钱大昕经过推算,认为《曹全碑》无讹,而误者实为正史,纪昀对此结论极为认同,《四库全书总目》卷八十六的《求古录》条下有云:

“惟《曹全碑》题中‘中平二年十月丙辰造’,以《后汉书》考之,《灵帝本纪》是年十月有庚寅,距丙辰前二十六日,《天文志》是年十月有癸亥,距丙辰后七日,其间不得有丙辰,颇疑是碑之伪,据《潜研堂金石文跋尾》,以长历推之,始知是年十月丙申朔,丙辰为月之二十一日,癸亥为月之二十八日,实无庚寅,并证以《谯敏碑》称‘中平二年三月九日戊寅’,《灵帝本纪》及《五行志》并称‘中平三年五月壬辰晦’,干支日数,一一相符,乃《本纪》之误,非碑之伪。炎武犹未及详辨,是则考证之偶疏耳。”

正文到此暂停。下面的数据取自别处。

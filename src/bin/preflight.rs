use animal_shelter::app::seed::seed_reference_data;
use animal_shelter::domain::model::{Animal, AnimalType, CollectionRecord, Vet};
use animal_shelter::infra::{telemetry, Config};
use animal_shelter::{DocumentStore, PostgresDocumentStore};

fn usage_and_exit() -> ! {
    eprintln!(
        "Usage: cargo run --bin preflight -- [--seed]\n\
         \n\
         Requires env vars:\n\
           DATABASE_URL\n\
         Options:\n\
           --seed   insert default animal types and vets into empty collections\n"
    );
    std::process::exit(2);
}

#[tokio::main]
async fn main() -> anyhow::Result<()> {
    telemetry::init();

    let args: Vec<String> = std::env::args().skip(1).collect();
    if args.iter().any(|a| a == "-h" || a == "--help") {
        usage_and_exit();
    }
    let seed = args.iter().any(|a| a == "--seed");

    let config = Config::from_env()?;
    println!("> Preflight:");
    println!("  bind address: {}", config.bind_addr);
    println!("  max connections: {}", config.max_connections);

    let store = PostgresDocumentStore::connect(&config.database_url, config.max_connections).await?;
    store.ping().await?;
    println!("  Store reachable.");

    store.ensure_schema().await?;
    println!("  Schema present.");

    if seed {
        let report = seed_reference_data(&store).await?;
        println!(
            "  Seeded {} animal types and {} vets.",
            report.animal_types_inserted, report.vets_inserted
        );
    }

    for collection in [Animal::COLLECTION, AnimalType::COLLECTION, Vet::COLLECTION] {
        let n = store.count(collection).await?;
        println!("  {}: {} documents", collection, n);
    }

    if store.count(AnimalType::COLLECTION).await? == 0 {
        eprintln!("  Warning: no animal types; animals cannot be created. Re-run with --seed");
    }
    if store.count(Vet::COLLECTION).await? == 0 {
        eprintln!("  Warning: no vets; checkups cannot be added. Re-run with --seed");
    }

    store.close().await;
    println!("> Preflight OK.");
    Ok(())
}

此则翁方纲所谓“晓岚援辛楣《曹全碑》跋尾一条,著于四库书录”者也。除此之外,后来成书的《四库全书总目》史部提要中,我们还能看到不少征引钱大昕金石考证观点处,进一步证明了官方学术话语对京城金石学圈中的研究成果的接纳。

四库馆的开馆对京城金石学圈也有进一步的凝聚作用,翁方纲《翁氏家事略记》曾记载他在四库馆中的工作过程,其中云:

“校勘之次,考订金石,架收拓本,亦渐以增,自朱竹君筠、钱辛楣大昕、张痩同埙、陈竹厂以纲、孔撝约广森,后又继以桂未谷馥、黄秋盦易、赵晋斋魏、陈无轩焯、丁小疋杰、沈匏尊心醇辈,时相过从讨论,如此者约将十年。”

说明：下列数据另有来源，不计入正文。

//! Store identifiers.
//!
//! An `ObjectId` is 12 bytes: a big-endian Unix-seconds timestamp followed by
//! 8 random bytes. It travels as 24 lowercase hex characters in URLs, form
//! fields and stored documents.

use chrono::Utc;
use rand::RngCore;
use serde::{Deserialize, Deserializer, Serialize, Serializer};
use std::fmt;
use std::str::FromStr;

const ID_LEN: usize = 12;

#[derive(Clone, Copy, PartialEq, Eq, Hash, PartialOrd, Ord)]
pub struct ObjectId([u8; ID_LEN]);

#[derive(Debug, Clone, PartialEq, Eq, thiserror::Error)]
#[error("invalid object id '{0}': expected 24 hex characters")]
pub struct InvalidObjectId(pub String);

impl ObjectId {
    /// Generates a fresh identifier.
    pub fn new() -> Self {
        let mut bytes = [0u8; ID_LEN];
        let secs = Utc::now().timestamp().clamp(0, u32::MAX as i64) as u32;
        bytes[..4].copy_from_slice(&secs.to_be_bytes());
        rand::thread_rng().fill_bytes(&mut bytes[4..]);
        Self(bytes)
    }

    /// Seconds since the Unix epoch at which the id was generated.
    pub fn timestamp_secs(&self) -> u32 {
        u32::from_be_bytes([self.0[0], self.0[1], self.0[2], self.0[3]])
    }

    pub fn to_hex(&self) -> String {
        hex::encode(self.0)
    }
}

impl Default for ObjectId {
    fn default() -> Self {
        Self::new()
    }
}

impl FromStr for ObjectId {
    type Err = InvalidObjectId;

    fn from_str(s: &str) -> Result<Self, Self::Err> {
        if s.len() != ID_LEN * 2 {
            return Err(InvalidObjectId(s.to_string()));
        }
        let decoded = hex::decode(s).map_err(|_| InvalidObjectId(s.to_string()))?;
        let bytes: [u8; ID_LEN] = decoded
            .try_into()
            .map_err(|_| InvalidObjectId(s.to_string()))?;
        Ok(Self(bytes))
    }
}

impl fmt::Display for ObjectId {
    fn fmt(&self, f: &mut fmt::Formatter<'_>) -> fmt::Result {
        f.write_str(&self.to_hex())
    }
}

impl fmt::Debug for ObjectId {
    fn fmt(&self, f: &mut fmt::Formatter<'_>) -> fmt::Result {
        write!(f, "ObjectId({})", self.to_hex())
    }
}

impl Serialize for ObjectId {
    fn serialize<S: Serializer>(&self, serializer: S) -> Result<S::Ok, S::Error> {
        serializer.serialize_str(&self.to_hex())
    }
}

impl<'de> Deserialize<'de> for ObjectId {
    fn deserialize<D: Deserializer<'de>>(deserializer: D) -> Result<Self, D::Error> {
        let s = String::deserialize(deserializer)?;
        s.parse().map_err(serde::de::Error::custom)
    }
}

陈康祺《郎潜纪闻》卷三有《金石之学》一条,直接承袭翁方纲之记载,而谓这些人“开乾隆以后诸儒以金石之学印证经史一派”。张埙、黄易、赵魏均为乾嘉时期以金石学著称之学者,而陈以纲、孔广森、桂馥、陈焯、丁杰、沈心醇等,既擅经史之学,亦有金石之好,翁方纲称他们“时相过从讨论,如此者约将十年”,这足以证明京城金石学圈具有强大的凝聚力。这批人在会聚京城时随时过从讨论,当分散各地时,便互通声气,殷勤联络各地金石学者,互相传递金石资料,由此便在京城金石学圈的基础上形成了一个涵盖中央与地方的金石学交流网络。

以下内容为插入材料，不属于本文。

use crate::app::animal_repository::AnimalRepository;
use axum::extract::rejection::JsonRejection;
use axum::http::StatusCode;
use axum::Json;
use serde::{Deserialize, Serialize};
use serde_json::Value as JsonValue;
use utoipa::ToSchema;

#[derive(Clone)]
pub struct AppState {
    pub repository: AnimalRepository,
}

impl AppState {
    pub fn new(repository: AnimalRepository) -> Self {
        Self { repository }
    }
}

#[derive(Serialize, Debug, ToSchema)]
pub struct ApiResponse {
    pub success: bool,
    #[serde(skip_serializing_if = "Option::is_none")]
    #[schema(value_type = Object)]
    pub data: Option<JsonValue>,
    #[serde(skip_serializing_if = "Option::is_none")]
    pub error: Option<String>,
}

impl ApiResponse {
    pub fn ok(data: JsonValue) -> Self {
        Self {
            success: true,
            data: Some(data),
            error: None,
        }
    }

    pub fn failure(error: impl Into<String>, data: Option<JsonValue>) -> Self {
        Self {
            success: false,
            data,
            error: Some(error.into()),
        }
    }
}

/// Animal form fields. Identifiers and ages travel as text.
#[derive(Deserialize, Serialize, Debug, Clone, ToSchema)]
pub struct AnimalRequest {
    pub name: String,
    pub breed: String,
    /// Whole number of years, at least 1 (e.g. `"5"`).
    pub age: String,
    /// Id of an existing animal type.
    pub type_id: String,
}

/// Checkup form fields.
#[derive(Deserialize, Serialize, Debug, Clone, ToSchema)]
pub struct CheckupRequest {
    pub diagnosis: String,
    pub treatment: String,
    /// Calendar date as `YYYY-MM-DD`.
    pub date: String,
    /// Id of an existing vet.
    pub vet_id: String,
}

pub fn json_422(err: JsonRejection, expected: &str) -> (StatusCode, Json<ApiResponse>) {
    (
        StatusCode::UNPROCESSABLE_ENTITY,
        Json(ApiResponse::failure(
            format!("Invalid JSON body: {} (expected: {})", err, expected),
            None,
        )),
    )
}
pub mod error;
pub mod model;
pub mod validation;

pub use error::{ShelterError, ShelterResult};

关于这个网络的建立,我们还可以举毕沅为例。毕沅为乾隆二十五年(1760)进士,入翰林较迟于钱大昕等人,但他与钱大昕、王鸣盛等人早就相识,而乾隆二十五年又正是京城金石学圈诸人互相交流讲习,联络极密之时,故毕沅也很快融入其中,上文曾引及毕沅与钱大昕关于辽代石刻的讨论,知毕沅亦可视为京城金石学圈中人。毕沅于乾隆三十三年(1767)出为甘肃巩秦阶道,随后调安肃道,之后便长期留在陕西,仕至陕西巡抚,至乾隆五十年(1785)他调补河南巡抚,乾隆五十三年(1788)又调为湖广总督。毕沅在陕西、河南和湖广的幕府均是乾隆朝有名的学术汇聚地,金石学是其中重要的组成部分,毕沅在陕西组织学者编成《关中金石记》,至河南编有《中州金石记》,在湖北时亦“檄访各路金石拓本,一上内廷三通馆,一以副本为之考证,如欧、赵所撰书”,其幕府汇聚了严长明、张埙、钱坫、孙星衍、武亿、赵魏、严观等大批金石学者,是乾嘉金石学交流网络的一个重要枢纽,在当时举足轻重,影响深远。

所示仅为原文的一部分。